Reputation: 1935
to read data from a mysql table , and use numpy to transfer the data to numpy array, the data in the mysql table include varchar(128),int, bigint,float, therefore, I think I may read these data all as string type at first, try using numpy.fromiter:
select_sql = "select * from fb_web_active_group_members_user_mbkmeansclustering_ng_six_test"
count = cur.execute(select_sql)
if count:
user_level_cluster_data = cur.fetchall()
user_level_cluster_data_df = numpy.fromiter(user_level_cluster_data,dtype = numpy.str,count = -1)
but it errors:
File "F:/MyDocument/F/My Document/Training/Python/PyCharmProject/FaceBookCrawl/FB_group_user_stability.py", line 21, in get_pre_new_user_level_data
user_level_cluster_data_df = numpy.fromiter(user_level_cluster_data,dtype = numpy.str,count = -1)
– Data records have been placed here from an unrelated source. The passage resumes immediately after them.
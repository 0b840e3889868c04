//! Shared fixtures: a tiny randomly initialised Llama that loads in milliseconds
#![allow(dead_code)]

use candle_core::quantized::{gguf_file, GgmlDType, QTensor};
use candle_core::{DType, Device, Tensor};
use candle_nn::{VarBuilder, VarMap};
use candle_transformers::models::{llama, phi3};
use serde_json::json;
use std::collections::HashMap;
use std::fs::File;
use std::path::{Path, PathBuf};
use zellie::InferenceConfig;

/// Word-level vocabulary; deliberately free of chat template and EOS tokens
pub const VOCAB: &[&str] = &[
    "<unk>", "hello", "world", "rust", "is", "fast", "the", "model", "says", "local", "cat", "dog",
];

pub fn llama_config_json() -> serde_json::Value {
    json!({
        "architectures": ["LlamaForCausalLM"],
        "model_type": "llama",
        "hidden_size": 16,
        "intermediate_size": 32,
        "vocab_size": VOCAB.len(),
        "num_hidden_layers": 1,
        "num_attention_heads": 2,
        "num_key_value_heads": 2,
        "rms_norm_eps": 1e-5,
        "rope_theta": 10000.0,
        "max_position_embeddings": 64,
        "tie_word_embeddings": false
    })
}

pub fn tokenizer_json() -> serde_json::Value {
    let vocab: serde_json::Map<String, serde_json::Value> = VOCAB
        .iter()
        .enumerate()
        .map(|(id, word)| (word.to_string(), json!(id)))
        .collect();

    json!({
        "version": "1.0",
        "truncation": null,
        "padding": null,
        "added_tokens": [],
        "normalizer": null,
        "pre_tokenizer": { "type": "WhitespaceSplit" },
        "post_processor": null,
        "decoder": null,
        "model": { "type": "WordLevel", "vocab": vocab, "unk_token": "<unk>" }
    })
}

/// Write config, tokenizer and random safetensors weights into `dir`
pub fn write_tiny_model(dir: &Path) -> PathBuf {
    std::fs::create_dir_all(dir).unwrap();

    let config = llama_config_json();
    std::fs::write(dir.join("config.json"), serde_json::to_string_pretty(&config).unwrap()).unwrap();
    write_tokenizer(dir);

    let llama_config: llama::LlamaConfig = serde_json::from_value(config).unwrap();
    let varmap = VarMap::new();
    let vb = VarBuilder::from_varmap(&varmap, DType::F32, &Device::Cpu);
    llama::Llama::load(vb, &llama_config.into_config(false)).unwrap();
    varmap.save(dir.join("model.safetensors")).unwrap();

    dir.to_path_buf()
}

pub fn phi3_config_json() -> serde_json::Value {
    json!({
        "architectures": ["Phi3ForCausalLM"],
        "model_type": "phi3",
        "hidden_act": "silu",
        "hidden_size": 16,
        "intermediate_size": 32,
        "vocab_size": VOCAB.len(),
        "num_hidden_layers": 1,
        "num_attention_heads": 2,
        "num_key_value_heads": 2,
        "rms_norm_eps": 1e-5,
        "rope_theta": 10000.0,
        "max_position_embeddings": 64,
        "tie_word_embeddings": true
    })
}

fn write_tokenizer(dir: &Path) {
    std::fs::write(
        dir.join("tokenizer.json"),
        serde_json::to_string_pretty(&tokenizer_json()).unwrap(),
    )
    .unwrap();
}

/// Phi-3 with tied embeddings: the saved weights carry no `lm_head.weight`
pub fn write_tiny_phi3(dir: &Path) -> PathBuf {
    std::fs::create_dir_all(dir).unwrap();

    let config = phi3_config_json();
    std::fs::write(dir.join("config.json"), serde_json::to_string_pretty(&config).unwrap()).unwrap();
    write_tokenizer(dir);

    let phi_config: phi3::Config = serde_json::from_value(config).unwrap();
    let varmap = VarMap::new();
    let vb = VarBuilder::from_varmap(&varmap, DType::F32, &Device::Cpu);
    phi3::Model::new(&phi_config, vb).unwrap();

    let weights = dir.join("model.safetensors");
    varmap.save(&weights).unwrap();
    let mut tensors = candle_core::safetensors::load(&weights, &Device::Cpu).unwrap();
    tensors.remove("lm_head.weight");
    candle_core::safetensors::save(&tensors, &weights).unwrap();

    dir.to_path_buf()
}

/// Split the single-file weights in `source` into two shards plus an index in `dest`
pub fn shard_model(source: &Path, dest: &Path) -> PathBuf {
    std::fs::create_dir_all(dest).unwrap();
    for file in ["config.json", "tokenizer.json"] {
        std::fs::copy(source.join(file), dest.join(file)).unwrap();
    }

    let tensors = candle_core::safetensors::load(source.join("model.safetensors"), &Device::Cpu).unwrap();
    let mut names: Vec<String> = tensors.keys().cloned().collect();
    names.sort();
    let (first, second) = names.split_at(names.len() / 2);

    let mut weight_map = serde_json::Map::new();
    for (shard, part) in [
        ("model-00001-of-00002.safetensors", first),
        ("model-00002-of-00002.safetensors", second),
    ] {
        let shard_tensors: HashMap<String, Tensor> = part
            .iter()
            .map(|name| (name.clone(), tensors[name].clone()))
            .collect();
        candle_core::safetensors::save(&shard_tensors, dest.join(shard)).unwrap();
        for name in part {
            weight_map.insert(name.clone(), json!(shard));
        }
    }

    let index = json!({ "metadata": {}, "weight_map": weight_map });
    std::fs::write(dest.join("model.safetensors.index.json"), index.to_string()).unwrap();
    dest.to_path_buf()
}

/// Unquantized (F32) llama GGUF file with a sibling tokenizer; returns the file path
pub fn write_tiny_gguf(dir: &Path) -> PathBuf {
    std::fs::create_dir_all(dir).unwrap();
    write_tokenizer(dir);

    let (hidden, ff, vocab) = (16usize, 32usize, VOCAB.len());
    let shapes: Vec<(&str, Vec<usize>)> = vec![
        ("token_embd.weight", vec![vocab, hidden]),
        ("output_norm.weight", vec![hidden]),
        ("output.weight", vec![vocab, hidden]),
        ("blk.0.attn_norm.weight", vec![hidden]),
        ("blk.0.attn_q.weight", vec![hidden, hidden]),
        ("blk.0.attn_k.weight", vec![hidden, hidden]),
        ("blk.0.attn_v.weight", vec![hidden, hidden]),
        ("blk.0.attn_output.weight", vec![hidden, hidden]),
        ("blk.0.ffn_norm.weight", vec![hidden]),
        ("blk.0.ffn_gate.weight", vec![ff, hidden]),
        ("blk.0.ffn_up.weight", vec![ff, hidden]),
        ("blk.0.ffn_down.weight", vec![hidden, ff]),
    ];
    let tensors: Vec<(&str, QTensor)> = shapes
        .into_iter()
        .map(|(name, shape)| {
            let tensor = if name.ends_with("norm.weight") {
                Tensor::ones(shape, DType::F32, &Device::Cpu).unwrap()
            } else {
                Tensor::randn(0f32, 0.5, shape, &Device::Cpu).unwrap()
            };
            (name, QTensor::quantize(&tensor, GgmlDType::F32).unwrap())
        })
        .collect();

    let metadata = vec![
        ("general.architecture", gguf_file::Value::String("llama".to_string())),
        ("llama.attention.head_count", gguf_file::Value::U32(2)),
        ("llama.attention.head_count_kv", gguf_file::Value::U32(2)),
        ("llama.block_count", gguf_file::Value::U32(1)),
        ("llama.embedding_length", gguf_file::Value::U32(hidden as u32)),
        ("llama.rope.dimension_count", gguf_file::Value::U32(8)),
        ("llama.attention.layer_norm_rms_epsilon", gguf_file::Value::F32(1e-5)),
        ("llama.context_length", gguf_file::Value::U32(64)),
        ("llama.vocab_size", gguf_file::Value::U32(vocab as u32)),
    ];

    let path = dir.join("tiny.gguf");
    let mut file = File::create(&path).unwrap();
    let metadata_refs: Vec<(&str, &gguf_file::Value)> = metadata.iter().map(|(k, v)| (*k, v)).collect();
    let tensor_refs: Vec<(&str, &QTensor)> = tensors.iter().map(|(k, v)| (*k, v)).collect();
    gguf_file::write(&mut file, &metadata_refs, &tensor_refs).unwrap();
    path
}

/// Greedy, seeded and short so tests stay fast and repeatable
pub fn test_config() -> InferenceConfig {
    InferenceConfig {
        max_tokens: 4,
        temperature: 0.0,
        seed: Some(42),
        ..Default::default()
    }
}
ValueError: Must specify length when using variable-size data-type.
could you please tell me the reason and how to resolve it, if I want read all the data from the mysql table as their own data types(not read them all as string type at first), such as: the varchar(128) data as string, int type as int, float type as float....how I should do
Upvotes: 1
Views: 3855
Reputation: 249444
dtype
needs to be the entire, full dtype for a whole record. Your current error occurs because NumPy strings are fixed-capacity, so you'd need to say dtype='S128'
for example, to get strings up to 128 characters in capacity. But your actual dtype probably consists of several columns, so you might want something like this:
dtype=[('colA', 'i4'), ('colB', 'f8'), ('colC', 'S128')]
Also note that fromiter()
may not be helping you, since you're using fetchall()
which I think returns a list anyway. You can simply do:
np.array(user_level_cluster_data, dtype)
Or if you want to use fromiter()
, you should pass it the count
parameter and use lazy fetching instead of fetchall()
.
Upvotes: 1